Biochemical Pathways
  • Understand how biochemical pathways are integrated into organ system functions. For instance:
    • Glycolysis, Krebs cycle, and oxidative phosphorylation in energy production and how this relates to muscle contraction or kidney filtration.
    • Enzyme kinetics and regulation, focusing on how digestive enzymes work to break down macromolecules.
    • Hormone-receptor interactions: How these trigger intracellular signaling cascades and regulate organ system functions, like the stress response or glucose homeostasis.

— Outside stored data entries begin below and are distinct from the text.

//! Driver-side executor (§4.3 "Driver-side executor"): the component that
//! owns a live `ReplHandle` and speaks request/response frames to it.
//! Grounded on `SandboxREPLExecutor.execute`/`execute_with_state`/
//! `check_health` in the original source's `repl_executor.py`, with the
//! duck-typed JSON response replaced by the closed `ReplFrame` sum type
//! (§9 Design Notes).

use std::time::Duration;

use cellbox_protocol::repl::{ReplFrame, ReplRequest};
use tokio::time::timeout;
use tracing::{instrument, warn};

use crate::error::{ReplError, Result};
use crate::handle::ReplHandle;

#[derive(Debug, Clone)]
pub struct ReplExecutionOutcome {
    pub exit_code: i32,
    pub stdout: String,
    pub stderr: String,
    pub state: Option<String>,
    pub state_errors: Vec<String>,
}

impl ReplExecutionOutcome {
    fn timed_out(timeout_s: u64) -> Self {
        Self {
            exit_code: 124,
            stdout: String::new(),
            stderr: format!("Execution timed out after {timeout_s} seconds"),
            state: None,
            state_errors: Vec::new(),
        }
    }
}

/// Plain execution, no state persistence: overall deadline is `timeout + 5`
/// seconds, matching the original `execute()`'s slack (distinct from
/// `execute_with_state`'s `+10`).
#[instrument(skip(handle, code), fields(sandbox_id = %handle.sandbox_id, timeout_s))]
pub async fn execute(
    handle: &mut ReplHandle,
    code: String,
    timeout_s: u64,
    working_dir: String,
) -> Result<ReplExecutionOutcome> {
    run_request(
        handle,
        ReplRequest {
            code,
            timeout: timeout_s,
            working_dir,
            args: None,
            initial_state: None,
            capture_state: None,
        },
        Duration::from_secs(timeout_s + 5),
    )
    .await
}

/// Execution with optional state restoration/capture (§4.3). Overall
/// deadline is `timeout + 10` seconds; a miss marks the handle stale so the
/// pool destroys rather than recycles it.
#[instrument(skip(handle, code, initial_state), fields(sandbox_id = %handle.sandbox_id, timeout_s, capture_state))]
#[allow(clippy::too_many_arguments)]
pub async fn execute_with_state(
    handle: &mut ReplHandle,
    code: String,
    timeout_s: u64,
    working_dir: String,
    initial_state: Option<String>,
    capture_state: bool,
    args: Option<Vec<String>>,
) -> Result<ReplExecutionOutcome> {
    run_request(
        handle,
        ReplRequest {
            code,
            timeout: timeout_s,
            working_dir,
            args,
            initial_state,
            capture_state: Some(capture_state),
        },
        Duration::from_secs(timeout_s + 10),
    )
    .await
}

async fn run_request(
    handle: &mut ReplHandle,
    request: ReplRequest,
    deadline: Duration,
) -> Result<ReplExecutionOutcome> {
    if !handle.is_alive() {
        return Err(ReplError::Dead);
    }
    let timeout_s = request.timeout;

    match timeout(deadline, send_and_receive(handle, &request)).await {
        Ok(result) => result,
        Err(_elapsed) => {
            warn!(timeout_s, "repl did not respond within its deadline; marking stale");
            handle.mark_stale();
            Ok(ReplExecutionOutcome::timed_out(timeout_s))
        }
    }
}

async fn send_and_receive(
    handle: &mut ReplHandle,
    request: &ReplRequest,
) -> Result<ReplExecutionOutcome> {
    handle.write_frame(&request.encode()).await?;
    let body = handle.read_one_frame().await?.ok_or(ReplError::Dead)?;
    match ReplFrame::decode(&body)? {
        ReplFrame::Completed(resp) => Ok(ReplExecutionOutcome {
            exit_code: resp.exit_code,
            stdout: resp.stdout,
            stderr: resp.stderr,
            state: resp.state,
            state_errors: resp.state_errors,
        }),
        ReplFrame::Ready => Err(ReplError::NotReady),
    }
}

/// Sends `print('health_check_ok')` and checks it shows up within five
/// seconds flat (not `timeout + slack`) — used by the pool to discard stale
/// REPL processes on acquisition (§4.3, §4.4).
#[instrument(skip(handle), fields(sandbox_id = %handle.sandbox_id))]
pub async fn check_health(handle: &mut ReplHandle) -> bool {
    let result = timeout(
        Duration::from_secs(5),
        send_and_receive(
            handle,
            &ReplRequest {
                code: "print('health_check_ok')".to_string(),
                timeout: 5,
                working_dir: "/mnt/data".to_string(),
                args: None,
                initial_state: None,
                capture_state: None,
            },
        ),
    )
    .await;

    match result {
        Ok(Ok(outcome)) => outcome.exit_code == 0 && outcome.stdout.contains("health_check_ok"),
        _ => {
            handle.mark_stale();
            false
        }
    }
}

4. Disease States and Clinical Correlations

Disease States and Clinical Correlations
  • Be prepared to relate normal physiology to pathological conditions. Examples include:
    • Hypertension and its impact on the cardiovascular system.
    • Diabetes and its effect on blood glucose regulation and the endocrine system.
    • Kidney disease affecting excretion and osmoregulation.
    • Respiratory disorders like asthma or emphysema impacting gas exchange efficiency.

Examples

Example 1: Cardiovascular and Respiratory Interaction

A passage describes the effects of strenuous exercise on heart rate and oxygen demand, illustrating how the cardiovascular and respiratory systems work together to maintain oxygen homeostasis and support increased metabolic activity.

Example 2: Digestive Enzyme Deficiency

The scenario details a patient with lactose intolerance, focusing on enzyme function and nutrient absorption, highlighting the biochemical and physiological aspects of the digestive system and the consequences of enzyme deficiencies on nutrient metabolism.

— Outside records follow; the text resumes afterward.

//! File metadata (§6: `files:<session_id>:<file_id>`, `session_files:<session_id>`)
//! and the uploaded/generated file bytes themselves, which live in cold
//! storage under `sessions/<session_id>/uploads/<file_id>` and
//! `sessions/<session_id>/outputs/<file_id>`.

use std::sync::Arc;

use bytes::Bytes;
use cellbox_protocol::{FileId, SessionId, StoredFile};

use crate::cold::ColdStore;
use crate::error::Result;
use crate::hot::HotStore;

pub struct FileStore {
    hot: Arc<dyn HotStore>,
    cold: Arc<dyn ColdStore>,
}

impl FileStore {
    pub fn new(hot: Arc<dyn HotStore>, cold: Arc<dyn ColdStore>) -> Self {
        Self { hot, cold }
    }

    pub async fn put_metadata(&self, file: &StoredFile) -> Result<()> {
        let key = metadata_key(&file.session_id, &file.id);
        let json = serde_json::to_string(file)?;
        self.hot.set(&key, &json, None).await?;
        self.hot
            .set_add(&session_index_key(&file.session_id), &file.id.to_string())
            .await?;
        Ok(())
    }

    pub async fn get_metadata(&self, session_id: &SessionId, file_id: &FileId) -> Result<Option<StoredFile>> {
        let key = metadata_key(session_id, file_id);
        match self.hot.get(&key).await? {
            Some(json) => Ok(Some(serde_json::from_str(&json)?)),
            None => Ok(None),
        }
    }

    pub async fn find_by_name(&self, session_id: &SessionId, name: &str) -> Result<Option<StoredFile>> {
        for id in self.list_session_file_ids(session_id).await? {
            let file_id: FileId = match id.parse() {
                Ok(id) => id,
                Err(_) => continue,
            };
            if let Some(file) = self.get_metadata(session_id, &file_id).await? {
                if file.filename == name {
                    return Ok(Some(file));
                }
            }
        }
        Ok(None)
    }

    pub async fn list_session_files(&self, session_id: &SessionId) -> Result<Vec<StoredFile>> {
        let mut files = Vec::new();
        for id in self.list_session_file_ids(session_id).await? {
            let Ok(file_id) = id.parse::<FileId>() else {
                continue;
            };
            if let Some(file) = self.get_metadata(session_id, &file_id).await? {
                files.push(file);
            }
        }
        Ok(files)
    }

    async fn list_session_file_ids(&self, session_id: &SessionId) -> Result<Vec<String>> {
        self.hot.set_members(&session_index_key(session_id)).await
    }

    /// Idempotent: deleting metadata for an already-missing file is not an
    /// error (§9 Open Questions leaves the blob-store side of this
    /// unspecified; the metadata side is pinned down here as a no-op).
    pub async fn delete_metadata(&self, session_id: &SessionId, file_id: &FileId) -> Result<()> {
        self.hot.delete(&metadata_key(session_id, file_id)).await?;
        self.hot
            .set_remove(&session_index_key(session_id), &file_id.to_string())
            .await?;
        Ok(())
    }

    pub async fn put_bytes(&self, object_key: &str, bytes: Bytes) -> Result<()> {
        self.cold.put(object_key, bytes).await
    }

    pub async fn get_bytes(&self, object_key: &str) -> Result<Option<Bytes>> {
        self.cold.get(object_key).await
    }
}

fn metadata_key(session_id: &SessionId, file_id: &FileId) -> String {
    format!("files:{}:{}", session_id.as_str(), file_id)
}

fn session_index_key(session_id: &SessionId) -> String {
    format!("session_files:{}", session_id.as_str())
}

#[cfg(test)]
mod tests {
    use super::*;
    use crate::cold::InMemoryColdStore;
    use crate::hot::InMemoryHotStore;

    fn store() -> FileStore {
        FileStore::new(Arc::new(InMemoryHotStore::new()), Arc::new(InMemoryColdStore::new()))
    }

    fn sample_file(session_id: &SessionId, name: &str) -> StoredFile {
        StoredFile {
            id: FileId::new(),
            session_id: session_id.clone(),
            filename: name.to_string(),
            object_key: format!("sessions/{}/uploads/x", session_id.as_str()),
            size: 3,
            content_type: "text/plain".to_string(),
            created_at: chrono::Utc::now(),
            state_hash: None,
            execution_id: None,
            last_used_at: None,
            is_agent_file: false,
        }
    }

    #[tokio::test]
    async fn put_then_get_metadata_round_trips() {
        let store = store();
        let session = SessionId::new();
        let file = sample_file(&session, "hello.txt");
        store.put_metadata(&file).await.unwrap();

        let loaded = store.get_metadata(&session, &file.id).await.unwrap().unwrap();
        assert_eq!(loaded.filename, "hello.txt");
    }

    #[tokio::test]
    async fn find_by_name_searches_the_session_index() {
        let store = store();
        let session = SessionId::new();
        let file = sample_file(&session, "data.csv");
        store.put_metadata(&file).await.unwrap();

        let found = store.find_by_name(&session, "data.csv").await.unwrap().unwrap();
        assert_eq!(found.id, file.id);
        assert!(store.find_by_name(&session, "nope.csv").await.unwrap().is_none());
    }

    #[tokio::test]
    async fn delete_metadata_is_idempotent() {
        let store = store();
        let session = SessionId::new();
        let file = sample_file(&session, "x.txt");
        store.put_metadata(&file).await.unwrap();
        store.delete_metadata(&session, &file.id).await.unwrap();
        store.delete_metadata(&session, &file.id).await.unwrap();
        assert!(store.get_metadata(&session, &file.id).await.unwrap().is_none());
    }

    #[tokio::test]
    async fn list_session_files_reflects_additions_and_removals() {
        let store = store();
        let session = SessionId::new();
        let a = sample_file(&session, "a.txt");
        let b = sample_file(&session, "b.txt");
        store.put_metadata(&a).await.unwrap();
        store.put_metadata(&b).await.unwrap();
        assert_eq!(store.list_session_files(&session).await.unwrap().len(), 2);

        store.delete_metadata(&session, &a.id).await.unwrap();
        let remaining = store.list_session_files(&session).await.unwrap();
        assert_eq!(remaining.len(), 1);
        assert_eq!(remaining[0].id, b.id);
    }
}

Example 3: Endocrine Response to Stress

This passage explores the release of cortisol during stress, examining the endocrine system’s role in metabolism and immune response regulation, demonstrating how hormones influence physiological processes across multiple organ systems.

Example 4: Renal Function and Filtration

A case study follows a patient with kidney disease, focusing on the nephron’s role in filtration and osmoregulation, showing how the excretory system maintains fluid balance and eliminates waste from the body.

Example 5: Immune Response to Pathogens

The passage presents an infection scenario, examining how the immune system’s adaptive and innate responses defend against pathogens, emphasizing leukocyte function, antigen recognition, and the body’s biochemical defenses in disease resistance.

Practice Questions

Question 1:

Which of the following best describes the role of hemoglobin in the respiratory system?
A) Enzyme that breaks down carbon dioxide
B) Hormone that regulates breathing rate
C) Protein that transports oxygen in the blood
D) Neurotransmitter involved in gas exchange

Which of the following best describes the role of hemoglobin in the respiratory system

Answer: C) Protein that transports oxygen in the blood
Explanation: Hemoglobin is a protein in red blood cells that binds and transports oxygen from the lungs to tissues, enabling efficient gas exchange in the respiratory system.

Question 2:

Which organ system is primarily responsible for regulating electrolyte balance and blood pressure?
A) Cardiovascular
B) Respiratory
C) Excretory
D) Digestive

Answer: C) Excretory
Explanation: The excretory system, particularly the kidneys, maintains electrolyte balance and blood pressure by filtering blood and regulating sodium, potassium, and water levels.

Question 3:

What is the primary function of insulin within the endocrine system?
A) Increase blood glucose levels
B) Facilitate glucose uptake into cells
C) Break down glycogen into glucose
D) Release calcium from bones

Answer: B) Facilitate glucose uptake into cells
Explanation: Insulin, a hormone produced by the pancreas, facilitates glucose uptake into cells, helping to decrease blood glucose levels and regulate energy metabolism.